Pada kesempatan itu Ace mengatakan bahwa masalah kerukunan umat beragama terbagi empat, yaitu; merasa paling benar, fanatisme berlebihan, polemik dalam pendirian tempat ibadah dan adanya ujaran kebencian. Untuk mengatasi agar tidak semakin berkembang, maka harus disolusikan dengan edukasi moderasi beragama. (Opininews.com, 11/01/2022). 

Moderasi beragama terus dijajakan, di tengah gencarnya opini bahaya radikalisme. Seolah kebutuhan mendesak yang harus segera disosialisasikan dan dilaksanakan demi terciptanya kerukunan, terutama diantara pelajar. Pertanyaannya, benarkah demikian? 
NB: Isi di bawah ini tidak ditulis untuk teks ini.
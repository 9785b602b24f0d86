//! Configuration management for fleetwatch.
//!
//! This module provides configuration handling with:
//! - YAML file support
//! - Environment variable and CLI overrides (applied by `cli`)
//! - Validation and defaults

use crate::core::{ExporterError, Result};
use crate::events::EventKind;
use crate::metrics::PathTemplate;
use serde::{Deserialize, Serialize};
use std::net::SocketAddr;
use std::time::Duration;

/// Complete configuration for fleetwatch
#[derive(Debug, Clone, Serialize, Deserialize)]
#[serde(default)]
pub struct Config {
    /// Platform API and event transport configuration
    pub platform: PlatformConfig,
    /// Event subscription configuration
    pub events: EventsConfig,
    /// Metric filtering, naming and expiry
    pub metrics: MetricsConfig,
    /// Backend sinks
    pub sinks: SinksConfig,
    /// Logging configuration
    pub logging: LoggingConfig,
    /// Debug mode
    #[serde(skip)]
    pub debug: bool,
}

/// Platform configuration
#[derive(Debug, Clone, Serialize, Deserialize)]
#[serde(default)]
pub struct PlatformConfig {
    /// Platform API endpoint
    pub api_endpoint: String,
    /// Log cache endpoint; derived from the API endpoint when empty
    pub log_cache_endpoint: String,
    /// UAA username (password grant)
    pub username: String,
    /// UAA password
    #[serde(skip_serializing)]
    pub password: String,
    /// OAuth client id
    pub client_id: String,
    /// OAuth client secret (client credentials grant when username is empty)
    #[serde(skip_serializing)]
    pub client_secret: String,
    /// Skip TLS certificate verification
    pub skip_tls_verify: bool,
    /// Time between workload discovery polls
    #[serde(with = "humantime_serde")]
    pub update_frequency: Duration,
    /// Also watch managed service instances
    pub discover_services: bool,
}

/// Event subscription configuration
#[derive(Debug, Clone, Serialize, Deserialize)]
#[serde(default)]
pub struct EventsConfig {
    /// Event kinds forwarded to the dispatch loop; everything else is dropped
    pub types: Vec<EventKind>,
    /// Capacity of the queue between watchers and the dispatch loop
    pub queue_capacity: usize,
    /// How often the log cache transport polls each workload
    #[serde(with = "humantime_serde")]
    pub poll_interval: Duration,
}

/// Metric configuration
#[derive(Debug, Clone, Serialize, Deserialize)]
#[serde(default)]
pub struct MetricsConfig {
    /// Metric name prefixes to forward; empty forwards everything
    pub allow_list: Vec<String>,
    /// Path template used by path-based sinks
    pub template: String,
    /// Series not observed for this long are expired
    #[serde(with = "humantime_serde")]
    pub cache_ttl: Duration,
    /// How often expiry runs
    #[serde(with = "humantime_serde")]
    pub sweep_interval: Duration,
}

/// Sink configuration
#[derive(Debug, Clone, Default, Serialize, Deserialize)]
#[serde(default)]
pub struct SinksConfig {
    pub statsd: StatsdConfig,
    pub prometheus: PrometheusConfig,
    pub debug: DebugSinkConfig,
}

/// Statsd sink configuration
#[derive(Debug, Clone, Serialize, Deserialize)]
#[serde(default)]
pub struct StatsdConfig {
    pub enabled: bool,
    /// `host:port` of the statsd daemon
    pub endpoint: String,
    /// Prefix prepended to every stat
    pub prefix: String,
}

/// Prometheus sink configuration
#[derive(Debug, Clone, Serialize, Deserialize)]
#[serde(default)]
pub struct PrometheusConfig {
    pub enabled: bool,
    /// Address of the `/metrics` endpoint
    pub bind_address: SocketAddr,
}

/// Debug sink configuration
#[derive(Debug, Clone, Default, Serialize, Deserialize)]
#[serde(default)]
pub struct DebugSinkConfig {
    pub enabled: bool,
}

/// Logging configuration
#[derive(Debug, Clone, Serialize, Deserialize)]
#[serde(default)]
pub struct LoggingConfig {
    /// Log level
    pub level: LogLevel,
    /// Structured logging format
    pub structured: bool,
}

/// Log levels
#[derive(Debug, Clone, Copy, Serialize, Deserialize)]
#[serde(rename_all = "lowercase")]
pub enum LogLevel {
    Trace,
    Debug,
    Info,
    Warn,
    Error,
}

impl Default for Config {
    fn default() -> Self {
        Config {
            platform: PlatformConfig::default(),
            events: EventsConfig::default(),
            metrics: MetricsConfig::default(),
            sinks: SinksConfig::default(),
            logging: LoggingConfig::default(),
            debug: false,
        }
    }
}

impl Default for PlatformConfig {
    fn default() -> Self {
        PlatformConfig {
            api_endpoint: "https://api.10.244.0.34.xip.io".to_string(),
            log_cache_endpoint: String::new(),
            username: String::new(),
            password: String::new(),
            client_id: "cf".to_string(),
            client_secret: String::new(),
            skip_tls_verify: false,
            update_frequency: Duration::from_secs(300),
            discover_services: false,
        }
    }
}

impl Default for EventsConfig {
    fn default() -> Self {
        EventsConfig {
            types: EventKind::ALL.to_vec(),
            queue_capacity: 1024,
            poll_interval: Duration::from_secs(15),
        }
    }
}

impl Default for MetricsConfig {
    fn default() -> Self {
        MetricsConfig {
            allow_list: Vec::new(),
            template: "{{.Space}}.{{.App}}.{{.Instance}}.{{.Metric}}".to_string(),
            cache_ttl: Duration::from_secs(600),
            sweep_interval: Duration::from_secs(60),
        }
    }
}

impl Default for StatsdConfig {
    fn default() -> Self {
        StatsdConfig {
            enabled: true,
            endpoint: "127.0.0.1:8125".to_string(),
            prefix: "mycf.".to_string(),
        }
    }
}

impl Default for PrometheusConfig {
    fn default() -> Self {
        PrometheusConfig {
            enabled: false,
            bind_address: SocketAddr::from(([0, 0, 0, 0], 8080)),
        }
    }
}

impl Default for LoggingConfig {
    fn default() -> Self {
        LoggingConfig {
            level: LogLevel::Info,
            structured: false,
        }
    }
}

impl Config {
    /// Create new config with defaults
    pub fn new() -> Result<Self> {
        let config = Config::default();
        config.validate()?;
        Ok(config)
    }

    /// Validate the configuration
    pub fn validate(&self) -> Result<()> {
        if self.platform.api_endpoint.is_empty() {
            return Err(ExporterError::config("api_endpoint must not be empty"));
        }

        if self.platform.update_frequency.is_zero() {
            return Err(ExporterError::config("update_frequency must be greater than 0"));
        }

        if self.events.types.is_empty() {
            return Err(ExporterError::config("at least one event type must be enabled"));
        }

        if self.events.queue_capacity == 0 {
            return Err(ExporterError::config("queue_capacity must be greater than 0"));
        }

        if self.events.poll_interval.is_zero() {
            return Err(ExporterError::config("poll_interval must be greater than 0"));
        }

        if self.metrics.sweep_interval.is_zero() {
            return Err(ExporterError::config("sweep_interval must be greater than 0"));
        }

        if self.metrics.cache_ttl < self.metrics.sweep_interval {
            return Err(ExporterError::config(format!(
                "cache_ttl ({:?}) must not be shorter than sweep_interval ({:?})",
                self.metrics.cache_ttl, self.metrics.sweep_interval
            )));
        }

        PathTemplate::parse(&self.metrics.template)?;

        if !self.sinks.statsd.enabled && !self.sinks.prometheus.enabled && !self.sinks.debug.enabled
        {
            return Err(ExporterError::config("at least one sink must be enabled"));
        }

        if self.sinks.statsd.enabled && self.sinks.statsd.endpoint.is_empty() {
            return Err(ExporterError::config("statsd endpoint must not be empty"));
        }

        Ok(())
    }

    /// Log cache endpoint, derived from the API endpoint (`api.` → `log-cache.`) when unset
    pub fn log_cache_endpoint(&self) -> String {
        if !self.platform.log_cache_endpoint.is_empty() {
            return self.platform.log_cache_endpoint.clone();
        }
        self.platform.api_endpoint.replacen("://api.", "://log-cache.", 1)
    }
}

impl LogLevel {
    /// Convert to tracing filter string
    pub fn as_str(&self) -> &'static str {
        match self {
            LogLevel::Trace => "trace",
            LogLevel::Debug => "debug",
            LogLevel::Info => "info",
            LogLevel::Warn => "warn",
            LogLevel::Error => "error",
        }
    }
}

/// Configuration builder for programmatic construction
pub struct ConfigBuilder {
    config: Config,
}

impl Default for ConfigBuilder {
    fn default() -> Self {
        Self::new()
    }
}

impl ConfigBuilder {
    /// Create a new builder with defaults
    pub fn new() -> Self {
        ConfigBuilder {
            config: Config::default(),
        }
    }

    /// Load configuration from YAML string
    pub fn from_yaml(mut self, yaml: &str) -> Result<Self> {
        self.config = serde_yaml::from_str(yaml)
            .map_err(|e| ExporterError::config(format!("Failed to parse YAML config: {}", e)))?;
        Ok(self)
    }

    /// Set API endpoint
    pub fn api_endpoint(mut self, endpoint: impl Into<String>) -> Self {
        self.config.platform.api_endpoint = endpoint.into();
        self
    }

    /// Set UAA credentials
    pub fn credentials(mut self, username: impl Into<String>, password: impl Into<String>) -> Self {
        self.config.platform.username = username.into();
        self.config.platform.password = password.into();
        self
    }

    /// Set the log cache endpoint
    pub fn log_cache_endpoint(mut self, endpoint: impl Into<String>) -> Self {
        self.config.platform.log_cache_endpoint = endpoint.into();
        self
    }

    /// Set the OAuth client used against UAA
    pub fn client(mut self, client_id: impl Into<String>, client_secret: impl Into<String>) -> Self {
        self.config.platform.client_id = client_id.into();
        self.config.platform.client_secret = client_secret.into();
        self
    }

    /// Also watch managed service instances
    pub fn discover_services(mut self, enable: bool) -> Self {
        self.config.platform.discover_services = enable;
        self
    }

    /// Set the event kinds forwarded to the dispatch loop
    pub fn event_types(mut self, types: Vec<EventKind>) -> Self {
        self.config.events.types = types;
        self
    }

    /// Set discovery poll frequency
    pub fn update_frequency(mut self, frequency: Duration) -> Self {
        self.config.platform.update_frequency = frequency;
        self
    }

    /// Skip TLS verification
    pub fn skip_tls_verify(mut self, skip: bool) -> Self {
        self.config.platform.skip_tls_verify = skip;
        self
    }

    /// Set the metric name allow-list
    pub fn allow_list(mut self, prefixes: Vec<String>) -> Self {
        self.config.metrics.allow_list = prefixes;
        self
    }

    /// Set the metric path template
    pub fn template(mut self, template: impl Into<String>) -> Self {
        self.config.metrics.template = template.into();
        self
    }

    /// Set statsd endpoint and prefix
    pub fn statsd(mut self, endpoint: impl Into<String>, prefix: impl Into<String>) -> Self {
        self.config.sinks.statsd.endpoint = endpoint.into();
        self.config.sinks.statsd.prefix = prefix.into();
        self
    }

    /// Set only the statsd endpoint
    pub fn statsd_endpoint(mut self, endpoint: impl Into<String>) -> Self {
        self.config.sinks.statsd.endpoint = endpoint.into();
        self
    }

    /// Set only the statsd prefix
    pub fn statsd_prefix(mut self, prefix: impl Into<String>) -> Self {
        self.config.sinks.statsd.prefix = prefix.into();
        self
    }

    /// Enable or disable the statsd sink
    pub fn enable_statsd(mut self, enable: bool) -> Self {
        self.config.sinks.statsd.enabled = enable;
        self
    }

    /// Enable the Prometheus sink on the given address
    pub fn prometheus(mut self, bind_address: SocketAddr) -> Self {
        self.config.sinks.prometheus.enabled = true;
        self.config.sinks.prometheus.bind_address = bind_address;
        self
    }

    /// Use the structured log format
    pub fn structured_logging(mut self, structured: bool) -> Self {
        self.config.logging.structured = structured;
        self
    }

    /// Set debug mode; debug mode logs metrics instead of sending them to statsd
    pub fn debug(mut self, debug: bool) -> Self {
        self.config.debug = debug;
        if debug {
            self.config.sinks.debug.enabled = true;
            self.config.sinks.statsd.enabled = false;
        }
        self
    }

    /// Build and validate the configuration
    pub fn build(self) -> Result<Config> {
        self.config.validate()?;
        Ok(self.config)
    }
}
Moderasi beragama yang mengajarkan pengamalan Islam moderat, jelas bertentangan dengan Islam. Karena Islam mewajibkan setiap pemeluknya mengamalkan seluruh ajarannya (Islam kaffah), bukan diambil sebagian, diamalkan sebagian ala Islam moderat. Muslim moderat berbeda dengan Muslim taat. Justru Muslim yang taat akan menghargai pemeluk agama lain, karena Islam mengajarkan demikian.

Fakta menunjukkan melalui moderasi agama, umat diajarkan agar agama (Islam) tidak menjadi tolok ukur untuk seluruh perbuatannya karena harus mengacu kepada Islam moderat. Tentu hal ini berbahaya bagi umat Islam sendiri.
Ismail Yusanto, seorang cendikiawan muslim menyatakan bahwa moderasi beragama adalah proyek Barat terutama Amerika yang sengaja digulirkan ke negeri-negeri Islam demi kepentingannya. 
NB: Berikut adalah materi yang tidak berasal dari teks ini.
//! Rendering metric identities into backend-specific names.

use super::types::{label, Metric};
use crate::core::{ExporterError, Result};
use once_cell::sync::Lazy;
use regex::Regex;

static PLACEHOLDER: Lazy<Regex> =
    Lazy::new(|| Regex::new(r"\{\{\s*\.(\w+)\s*\}\}").expect("valid placeholder regex"));
static CAMEL_BOUNDARY: Lazy<Regex> =
    Lazy::new(|| Regex::new(r"([^A-Z])([A-Z])").expect("valid camel case regex"));
static INVALID_NAME_CHARS: Lazy<Regex> =
    Lazy::new(|| Regex::new(r"[^a-zA-Z0-9_:]").expect("valid name charset regex"));

const DEFAULT_TEMPLATE: &str = "{{.Metric}}";

#[derive(Debug, Clone, Copy, PartialEq, Eq)]
enum Field {
    App,
    CellId,
    Guid,
    Index,
    Instance,
    Job,
    Metric,
    Organisation,
    Space,
}

impl Field {
    fn parse(name: &str) -> Option<Self> {
        match name {
            "App" => Some(Field::App),
            "CellId" => Some(Field::CellId),
            "GUID" => Some(Field::Guid),
            "Index" => Some(Field::Index),
            "Instance" => Some(Field::Instance),
            "Job" => Some(Field::Job),
            "Metric" => Some(Field::Metric),
            "Organisation" => Some(Field::Organisation),
            "Space" => Some(Field::Space),
            _ => None,
        }
    }
}

#[derive(Debug, Clone, PartialEq)]
enum Segment {
    Literal(String),
    Field(Field),
}

/// A dotted-path template such as `{{.Space}}.{{.App}}.{{.Metric}}`.
///
/// `{{.Metric}}` expands to the metric name, with the `status_range` label
/// appended when present (`requests.2xx`). `{{.Index}}` is the instance
/// index, same as `{{.Instance}}`. `{{.CellId}}` and `{{.Job}}` render empty
/// unless the metric carries a placement label.
#[derive(Debug, Clone, PartialEq)]
pub struct PathTemplate {
    segments: Vec<Segment>,
}

impl PathTemplate {
    /// Parse a template. An empty template renders just the metric name.
    pub fn parse(template: &str) -> Result<Self> {
        let template = if template.trim().is_empty() {
            DEFAULT_TEMPLATE
        } else {
            template
        };

        let mut segments = Vec::new();
        let mut last = 0;
        for captures in PLACEHOLDER.captures_iter(template) {
            let Some(whole) = captures.get(0) else {
                continue;
            };
            let name = &captures[1];
            let field = Field::parse(name).ok_or_else(|| {
                ExporterError::template(format!("unknown field '{}' in template '{}'", name, template))
            })?;

            push_literal(&mut segments, &template[last..whole.start()], template)?;
            segments.push(Segment::Field(field));
            last = whole.end();
        }
        push_literal(&mut segments, &template[last..], template)?;

        Ok(Self { segments })
    }

    /// Render the template for a metric.
    pub fn render(&self, metric: &Metric) -> String {
        let mut out = String::new();
        for segment in &self.segments {
            match segment {
                Segment::Literal(text) => out.push_str(text),
                Segment::Field(field) => out.push_str(&field_value(*field, metric)),
            }
        }
        out
    }
}

fn push_literal(segments: &mut Vec<Segment>, text: &str, template: &str) -> Result<()> {
    if text.contains("{{") || text.contains("}}") {
        return Err(ExporterError::template(format!(
            "malformed placeholder in template '{}'",
            template
        )));
    }
    if !text.is_empty() {
        segments.push(Segment::Literal(text.to_string()));
    }
    Ok(())
}

fn field_value(field: Field, metric: &Metric) -> String {
    let get = |key: &str| metric.label(key).unwrap_or_default().to_string();
    match field {
        Field::App => get(label::APP),
        Field::CellId => get(label::CELL_ID),
        Field::Guid => get(label::GUID),
        Field::Index | Field::Instance => get(label::INSTANCE),
        Field::Job => get(label::JOB),
        Field::Organisation => get(label::ORGANISATION),
        Field::Space => get(label::SPACE),
        Field::Metric => match metric.label(label::STATUS_RANGE) {
            Some(range) => format!("{}.{}", metric.name(), range),
            None => metric.name().to_string(),
        },
    }
}

/// `memoryUtilization` → `memory_utilization`, `GUID` → `guid`, `AppID` → `app_id`.
pub fn snake_case(name: &str) -> String {
    CAMEL_BOUNDARY.replace_all(name, "${1}_${2}").to_lowercase()
}

/// Snake-case a name and replace anything a Prometheus metric or label name
/// may not contain.
pub fn prometheus_name(name: &str) -> String {
    let snake = snake_case(name);
    let mut sanitized = INVALID_NAME_CHARS.replace_all(&snake, "_").into_owned();
    if sanitized.starts_with(|c: char| c.is_ascii_digit()) {
        sanitized.insert(0, '_');
    }
    sanitized
}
Lembaga pendidikan dianggap sebagai lembaga strategis menancapkan pemahaman Islam moderat sejak dini.
Jadi sebenarnya moderasi beragama bukan murni berasal dari program pemerintah, tetapi merupakan program internasional untuk melumpuhkan umat Islam agar tidak bangkit dengan ideologi Islamnya. 

Sebagai umat Islam sangat aneh bila harus mengamalkan ajaran agamanya sesuai arahan Barat. Al-Qur'an dan as-Sunnah sudah sangat cukup menjadi acuan mulia agar umat Islam tidak tersesat dan tidak lemah.

Melalui moderasi agama, selain untuk menghadang kebangkitan Islam yang sudah mulai menggeliat, Barat bersama kroni lainnya ingin tetap mempertahankan demokrasi dengan segala ide kebebasannya yang sudah terbukti menciptakan berbagai kerusakan di kalangan generasi. 

Tawuran, gaul bebas, narkoba, sakit mental, hingga kriminalitas, membukakan telinga dan mata kita, adalah akibat ditancapkannya ide kebebasan. Sehingga membuat generasi lemah, abai terhadap perampokan kekayaan alam negerinya sendiri oleh penjajah yang kasat mata.

Tidak dinafikan bagi pihak yang belum memahami indahnya berada dalam pengamalan Islam kaffah dan yang tertipu dengan propaganda Barat, moderasi agama menjadi pilihan tepat diasumsikan sebagai solusi kerukunan dan kedamaian. 

Padahal sejatinya berbagai kerusakan termasuk perpecahan ditimbulkan akibat penerapan demokrasi sekular. Seharusnya sebagai seorang Muslim wajib menolak ide moderasi beragama, karena pada hakikatnya sebagai upaya Barat mengelabui kaum Muslim dari tujuannya yang tersembunyi yang sangat berbahaya bagi umat.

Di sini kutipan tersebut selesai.